Order maybe; Law, not so much.
Too many in the punditry are talking about conservative Republicans as if they're hypocrites because they endorse the lawlessness of J6 or because they're now calling to defund the FBI. The GOP has not been a party that respects the rule of law for a long, long time--at least since the Republican Party became southernized after Nixon. The Republican Party has inherited the autocratic ethos of the Southern Democrats who have always felt that they are justified to break laws without compunction that they believe are based on liberal principles. There is nothing more liberal than the enlightenment concept "rule of law", if by it we mean that whatever legislatures produce through the democratic process. That's not the 'southern' idea about what law is about.
I wrote Rule of Law vs. Law and Order in February 2020. Here's a relevant excerpt:
I wrote a long piece in October entitled Law and Order and the Jacksonian Right in which I argued something that I don't think most Liberals understand, which is that for Law and Order Conservatives, the emphasis is on Order, not on Law.
...Republicans see themselves as the party of law and order. I think this only makes sense if you understand that the more important word in that pairing is "order", in the sense of social order, not the political or legal one. Or to put it another way, the political and legal order has legitimacy only insofar as it is a reflection of the social order. The social order that shapes the politics of [American] social conservatives traces its roots back at least as far as the 1820s when the party of Jefferson became the party of Jackson. Then a rather primitive, premodern customary sense of American identity came to dominate in the political sphere, and in doing so replaced the modern, enlightenment imagination embraced by most of the founders. It was a collective return of the repressed.
We were taught in school that the Jacksonian democracy was a good thing, that it made America more representative of the will of the people. We tend, however to romanticize the "people" because we were not taught that the "people" who saw Jackson as their hero couldn't have cared less about the rule of law and the kind of virtue that is necessary for a true republic to thrive. With the rise of Jacksonian democracy, the older republican imagination of America infused with Enlightenment ideals was displaced by an imaginary that legitimated the lawless, loutish, violent impulses exemplified by Andrew Jackson himself. These Jacksonian Democrats never really cared about good government; they just wanted to be left alone to do their lawless, loutish, violent thing, especially regarding their slaves, the Indians, and the Mexicans. Trump, despite his un-Jacksonian bone spurs, is Jackson redivivus.

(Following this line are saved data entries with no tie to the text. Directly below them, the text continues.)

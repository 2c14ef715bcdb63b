//! HTTP locate service

use std::sync::Arc;

use axum::{
    extract::{rejection::JsonRejection, State},
    routing::{get, post},
    Json, Router,
};
use serde_json::{json, Value};
use tokio::net::TcpListener;
use tracing::{info, warn};

use crate::algorithms::locator::TdoaLocator;
use crate::api::types::{ApiError, ApiResult, LocateRequest, LocateResponse, RecordResult};
use crate::processing::batch::BatchProcessor;
use crate::processing::parser::{MeasurementParser, ParsedRecord};
use crate::utils::config::LocatorConfig;

/// Shared, read-only handler state
#[derive(Clone)]
pub struct AppState {
    locator: Arc<TdoaLocator>,
    parser: Arc<MeasurementParser>,
}

impl AppState {
    pub fn new(config: &LocatorConfig) -> Self {
        Self {
            locator: Arc::new(config.solver.clone()),
            parser: Arc::new(MeasurementParser::from_config(&config.input)),
        }
    }
}

/// Router with the locate endpoint at `server.api_endpoint`
pub fn router(config: &LocatorConfig) -> Router {
    Router::new()
        .route(&config.server.api_endpoint, post(locate))
        .route("/health", get(health))
        .with_state(AppState::new(config))
}

/// Bind and serve until Ctrl-C
pub async fn serve(config: LocatorConfig) -> std::io::Result<()> {
    let addr = config.server.bind_address();
    let listener = TcpListener::bind(&addr).await?;
    info!(%addr, endpoint = %config.server.api_endpoint, "locate service listening");

    axum::serve(listener, router(&config))
        .with_graceful_shutdown(shutdown_signal())
        .await?;

    info!("locate service stopped");
    Ok(())
}

async fn shutdown_signal() {
    match tokio::signal::ctrl_c().await {
        Ok(()) => info!("shutdown signal received"),
        Err(e) => warn!(error = %e, "failed to listen for ctrl-c"),
    }
}

async fn health() -> Json<Value> {
    Json(json!({
        "status": "ok",
        "version": env!("CARGO_PKG_VERSION"),
    }))
}

async fn locate(
    State(state): State<AppState>,
    payload: Result<Json<LocateRequest>, JsonRejection>,
) -> ApiResult<Json<LocateResponse>> {
    let Json(request) = payload.map_err(|e| ApiError::InvalidBody(e.body_text()))?;
    let method = request.method()?;
    let records: Vec<ParsedRecord> = request
        .measurements()?
        .iter()
        .map(|record| state.parser.parse_record(record))
        .collect();

    let locator = TdoaLocator::clone(&state.locator);
    let items = tokio::task::spawn_blocking(move || BatchProcessor::new(locator, method).process_records(&records))
        .await
        .map_err(|e| ApiError::Internal(format!("solver task failed: {}", e)))?;

    Ok(Json(LocateResponse {
        method: method.code(),
        results: items.iter().map(|item| RecordResult::from(&item.result)).collect(),
    }))
}

#[cfg(test)]
mod tests {
    use super::*;
    use axum::body::to_bytes;
    use axum::http::StatusCode;
    use axum::response::{IntoResponse, Response};

    fn state() -> AppState {
        AppState::new(&LocatorConfig::default())
    }

    fn body(value: Value) -> Result<Json<LocateRequest>, JsonRejection> {
        Ok(Json(serde_json::from_value(value).unwrap()))
    }

    async fn into_json(response: Response) -> (StatusCode, Value) {
        let status = response.status();
        let bytes = to_bytes(response.into_body(), usize::MAX).await.unwrap();
        (status, serde_json::from_slice(&bytes).unwrap())
    }

    fn measurements() -> Value {
        json!([
            {"gnb1": [0.0, 0.0, 5.0], "gnb2": [3.0, 1.0, 3.0], "gnb3": [0.0, 3.0, 3.1622776601683795],
             "gnb4": [6.0, 4.0, 3.0], "gnb5": [3.0, 14.0, 10.0]},
            {"gnb1": [0.0, 0.0, 5.0], "gnb2": [3.0, 1.0]},
            {"gnb1": [0.0, 0.0, 5.0], "gnb2": [3.0, 1.0, 3.0], "gnb3": [0.0, 3.0, 3.1622776601683795]}
        ])
    }

    #[tokio::test]
    async fn test_locate_per_record_results() {
        let response = locate(State(state()), body(json!({"method": 2, "measurements": measurements()})))
            .await
            .into_response();
        let (status, value) = into_json(response).await;

        assert_eq!(status, StatusCode::OK);
        assert_eq!(value["method"], 2);
        let results = value["results"].as_array().unwrap();
        assert_eq!(results.len(), 3);

        assert_eq!(results[0]["converged"], true);
        assert!((results[0]["x"].as_f64().unwrap() - 3.0).abs() < 1e-5);
        assert!((results[0]["y"].as_f64().unwrap() - 4.0).abs() < 1e-5);
        assert_eq!(results[1]["error"]["kind"], "malformed_measurement");
        assert!((results[2]["x"].as_f64().unwrap() - 3.0).abs() < 1e-5);
    }

    #[tokio::test]
    async fn test_linear_is_default() {
        let response = locate(State(state()), body(json!({"measurements": measurements()})))
            .await
            .into_response();
        let (status, value) = into_json(response).await;

        assert_eq!(status, StatusCode::OK);
        assert_eq!(value["method"], 1);
        assert_eq!(value["results"][0]["solver"], "linear");
        assert_eq!(value["results"][2]["solver"], "exact");
        assert!(value["results"][0].get("converged").is_none());
    }

    #[tokio::test]
    async fn test_invalid_method_is_bad_request() {
        let response = locate(State(state()), body(json!({"method": 7, "measurements": []})))
            .await
            .into_response();
        let (status, value) = into_json(response).await;

        assert_eq!(status, StatusCode::BAD_REQUEST);
        assert_eq!(value["code"], "INVALID_METHOD");
    }

    #[tokio::test]
    async fn test_missing_measurements_is_bad_request() {
        let response = locate(State(state()), body(json!({"method": 1})))
            .await
            .into_response();
        let (status, value) = into_json(response).await;

        assert_eq!(status, StatusCode::BAD_REQUEST);
        assert_eq!(value["code"], "MISSING_FIELD");
    }

    #[tokio::test]
    async fn test_health() {
        let Json(value) = health().await;
        assert_eq!(value["status"], "ok");
    }

    #[test]
    fn test_router_uses_configured_endpoint() {
        let mut config = LocatorConfig::default();
        config.server.api_endpoint = "/v1/locate".to_string();
        // route registration panics on malformed paths
        let _ = router(&config);
    }
}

Law and Order is not the same as the Rule of Law. Laws are only legitimate for law-and-order Conservatives if they align with and support their traditionalist social order. Any laws that undermine that order or are out of alignment with it have for them no real legitimacy. Law-and-Order conservatives in the past have often approved lynchings, or the kind of thievery and dirty tricks that led to Watergate, or the defiance of the Bolland Amendment that led to Iran Contra, or the contravention of international law that led to the invasion of Iraq, or now the egregious, flagrant, out-in-the-open lawlessness of Donald Trump.
Conservatives feel not need to take the law seriously except when they get to use it as a club to punish their enemies. What matters is the conservative sense of order, and any illegal actions Conservatives commit need not be punished so long as they either promote the traditionalist social order or transgress it in minor ways that don't destabilize it. Shoplifting is a far more serious crime than tax fraud.
Russia used to be an enemy of these law-and-order conservatives when it was ruled by the godless communists, but now that it is a nominally Christian, traditional-order autocracy, they see it as an ally. They are very happy to accept its help in keeping Trump in power. They are gleeful that Brennan, Comey, Yates, and all the national security types who appear on CNN and MSNBC are in such a snit about Trump's dismantling of the government and institutions they have devoted their careers to defend.
And so this explains why Evangelical Christians support Trump. They see him as someone who is restoring the old social order. His personal behavior and lawlessness are irrelevant because they see hm as sent by God to destroy the godless secular Liberal Order. If that means destroying American democracy, so be it. Better a kingdom or autocracy where civil laws align with divine law (in the primitive lex talionis sense) than a democracy that is out of alignment with it. The authoritarian thugs, of course, don't care about the divine order; they just care about maintaining power. But they understand that they need to be seen as champions of the divine order if they are to maintain their base of support.
Liberals need to understand what they're up against with Republicans. The law is no constraint for them because they don't think it's legitimate. We're currently in a cold civil war that is likely to get very hot in the next decade. On the one side Independents and Democrats believe in the rule of law; on the other side, the southernized Republicans who don't. The latter group only believes in using power--violent power if necessary--to impose their idea of social order on everyone else. The law has legitimacy only insofar as it aligns with their idea of underlying social order, which is for them best articulated in Christian Nationalism.
So nothing is more important than Independents and Democrats keeping Republicans out of power, and to do that they must not vote for them, and when in power they must use the full extent and power of the law to keep their lawlessness in check.